(Work required): Using the listing below, report how many lines contain the word "service" and give no other words.

(Provided data):
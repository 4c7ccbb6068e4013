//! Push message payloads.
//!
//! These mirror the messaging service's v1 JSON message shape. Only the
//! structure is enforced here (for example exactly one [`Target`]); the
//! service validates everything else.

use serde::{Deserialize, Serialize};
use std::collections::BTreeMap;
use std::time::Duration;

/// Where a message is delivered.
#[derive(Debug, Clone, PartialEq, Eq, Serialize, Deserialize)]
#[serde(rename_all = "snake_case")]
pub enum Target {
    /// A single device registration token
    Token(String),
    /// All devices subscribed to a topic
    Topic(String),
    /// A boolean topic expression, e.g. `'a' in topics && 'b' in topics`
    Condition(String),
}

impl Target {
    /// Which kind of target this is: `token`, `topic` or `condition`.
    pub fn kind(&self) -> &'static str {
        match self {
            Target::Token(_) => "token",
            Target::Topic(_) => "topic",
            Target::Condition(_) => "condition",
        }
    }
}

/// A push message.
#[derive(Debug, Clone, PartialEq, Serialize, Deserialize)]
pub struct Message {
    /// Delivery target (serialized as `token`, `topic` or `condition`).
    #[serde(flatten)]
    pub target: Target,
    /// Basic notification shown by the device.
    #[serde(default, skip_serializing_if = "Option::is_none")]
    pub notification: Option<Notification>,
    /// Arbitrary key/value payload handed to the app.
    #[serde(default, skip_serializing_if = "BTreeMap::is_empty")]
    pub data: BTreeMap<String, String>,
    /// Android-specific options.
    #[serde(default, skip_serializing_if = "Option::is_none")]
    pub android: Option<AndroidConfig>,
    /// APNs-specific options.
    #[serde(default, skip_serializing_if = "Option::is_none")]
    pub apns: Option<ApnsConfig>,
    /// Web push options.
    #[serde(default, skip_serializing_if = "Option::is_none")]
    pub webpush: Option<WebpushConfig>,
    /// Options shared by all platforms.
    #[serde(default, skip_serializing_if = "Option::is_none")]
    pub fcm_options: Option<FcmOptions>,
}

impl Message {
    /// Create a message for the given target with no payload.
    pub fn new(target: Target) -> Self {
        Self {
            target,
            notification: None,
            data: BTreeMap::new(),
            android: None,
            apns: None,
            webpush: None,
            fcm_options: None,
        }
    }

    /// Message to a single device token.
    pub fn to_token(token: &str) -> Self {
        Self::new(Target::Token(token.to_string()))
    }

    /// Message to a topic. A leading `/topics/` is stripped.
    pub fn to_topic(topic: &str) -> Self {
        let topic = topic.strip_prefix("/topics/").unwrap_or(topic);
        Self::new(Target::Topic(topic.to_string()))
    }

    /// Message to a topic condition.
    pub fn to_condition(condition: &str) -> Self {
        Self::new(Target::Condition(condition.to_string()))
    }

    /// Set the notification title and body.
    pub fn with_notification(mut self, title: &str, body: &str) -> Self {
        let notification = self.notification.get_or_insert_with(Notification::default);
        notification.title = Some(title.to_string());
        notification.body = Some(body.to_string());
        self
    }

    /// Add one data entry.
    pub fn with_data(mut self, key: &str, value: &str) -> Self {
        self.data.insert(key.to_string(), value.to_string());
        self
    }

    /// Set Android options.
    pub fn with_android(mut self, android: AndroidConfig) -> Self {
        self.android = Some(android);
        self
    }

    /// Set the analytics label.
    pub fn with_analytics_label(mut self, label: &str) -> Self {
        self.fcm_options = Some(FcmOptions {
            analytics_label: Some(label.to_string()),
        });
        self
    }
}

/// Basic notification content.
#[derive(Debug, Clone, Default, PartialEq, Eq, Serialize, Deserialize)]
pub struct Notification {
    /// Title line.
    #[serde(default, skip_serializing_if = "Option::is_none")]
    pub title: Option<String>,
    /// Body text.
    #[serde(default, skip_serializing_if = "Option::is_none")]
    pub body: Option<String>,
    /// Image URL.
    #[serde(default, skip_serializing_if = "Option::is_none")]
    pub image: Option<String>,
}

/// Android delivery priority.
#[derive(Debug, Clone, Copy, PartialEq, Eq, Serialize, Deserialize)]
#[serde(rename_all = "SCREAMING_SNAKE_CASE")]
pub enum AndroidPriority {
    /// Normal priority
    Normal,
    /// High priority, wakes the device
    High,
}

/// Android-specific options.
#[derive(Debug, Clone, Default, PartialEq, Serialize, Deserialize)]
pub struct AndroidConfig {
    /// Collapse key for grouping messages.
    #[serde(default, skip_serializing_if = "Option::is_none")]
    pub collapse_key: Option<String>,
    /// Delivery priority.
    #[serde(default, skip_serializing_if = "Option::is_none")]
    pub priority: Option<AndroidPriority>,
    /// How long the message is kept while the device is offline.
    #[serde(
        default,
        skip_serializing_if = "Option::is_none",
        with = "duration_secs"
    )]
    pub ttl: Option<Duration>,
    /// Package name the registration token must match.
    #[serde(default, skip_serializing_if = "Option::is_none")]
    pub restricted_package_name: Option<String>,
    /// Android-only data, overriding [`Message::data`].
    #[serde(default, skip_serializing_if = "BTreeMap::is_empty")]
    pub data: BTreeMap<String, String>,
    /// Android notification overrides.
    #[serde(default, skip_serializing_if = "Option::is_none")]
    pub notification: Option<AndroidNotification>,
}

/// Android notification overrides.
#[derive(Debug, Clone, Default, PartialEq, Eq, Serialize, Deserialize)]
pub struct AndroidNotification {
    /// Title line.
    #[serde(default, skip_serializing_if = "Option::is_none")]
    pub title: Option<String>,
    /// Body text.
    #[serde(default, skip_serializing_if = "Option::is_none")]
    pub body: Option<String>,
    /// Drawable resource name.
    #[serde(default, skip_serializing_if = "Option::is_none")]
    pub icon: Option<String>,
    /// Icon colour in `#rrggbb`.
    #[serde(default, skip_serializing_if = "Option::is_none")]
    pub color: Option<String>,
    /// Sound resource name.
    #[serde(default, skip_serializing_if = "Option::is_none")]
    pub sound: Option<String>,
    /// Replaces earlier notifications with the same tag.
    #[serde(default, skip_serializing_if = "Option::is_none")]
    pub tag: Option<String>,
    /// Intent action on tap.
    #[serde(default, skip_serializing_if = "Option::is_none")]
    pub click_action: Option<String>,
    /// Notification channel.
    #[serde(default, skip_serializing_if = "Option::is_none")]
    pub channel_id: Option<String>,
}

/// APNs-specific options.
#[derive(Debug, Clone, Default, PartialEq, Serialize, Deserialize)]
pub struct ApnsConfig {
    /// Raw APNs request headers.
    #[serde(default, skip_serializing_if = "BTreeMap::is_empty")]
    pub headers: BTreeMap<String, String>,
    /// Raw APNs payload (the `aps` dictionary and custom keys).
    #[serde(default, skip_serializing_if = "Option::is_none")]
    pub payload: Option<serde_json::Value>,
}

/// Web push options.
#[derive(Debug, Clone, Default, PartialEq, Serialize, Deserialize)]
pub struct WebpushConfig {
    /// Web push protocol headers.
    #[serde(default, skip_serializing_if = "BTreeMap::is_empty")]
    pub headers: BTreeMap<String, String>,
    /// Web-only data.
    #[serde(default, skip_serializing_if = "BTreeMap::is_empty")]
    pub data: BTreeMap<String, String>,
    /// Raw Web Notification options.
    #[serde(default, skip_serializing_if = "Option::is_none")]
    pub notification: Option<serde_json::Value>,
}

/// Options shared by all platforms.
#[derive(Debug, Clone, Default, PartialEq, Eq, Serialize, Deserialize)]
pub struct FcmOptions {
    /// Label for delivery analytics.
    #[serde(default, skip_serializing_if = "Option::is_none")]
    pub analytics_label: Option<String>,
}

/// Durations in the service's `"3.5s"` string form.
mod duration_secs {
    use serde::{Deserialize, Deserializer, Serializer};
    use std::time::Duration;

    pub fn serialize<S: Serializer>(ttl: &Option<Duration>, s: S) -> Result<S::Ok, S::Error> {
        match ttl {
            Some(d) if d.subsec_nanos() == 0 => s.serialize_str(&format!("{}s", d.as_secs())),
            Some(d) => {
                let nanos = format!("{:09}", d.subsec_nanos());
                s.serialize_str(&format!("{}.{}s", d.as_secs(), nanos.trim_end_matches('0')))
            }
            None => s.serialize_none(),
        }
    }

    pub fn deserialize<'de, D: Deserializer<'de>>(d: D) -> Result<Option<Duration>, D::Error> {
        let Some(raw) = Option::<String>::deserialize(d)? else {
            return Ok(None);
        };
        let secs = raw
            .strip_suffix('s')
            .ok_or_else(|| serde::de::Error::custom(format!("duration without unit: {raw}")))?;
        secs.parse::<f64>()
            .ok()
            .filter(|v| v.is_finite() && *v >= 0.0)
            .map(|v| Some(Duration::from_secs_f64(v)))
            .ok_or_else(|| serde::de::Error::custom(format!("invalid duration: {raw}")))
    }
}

(Answer section): 3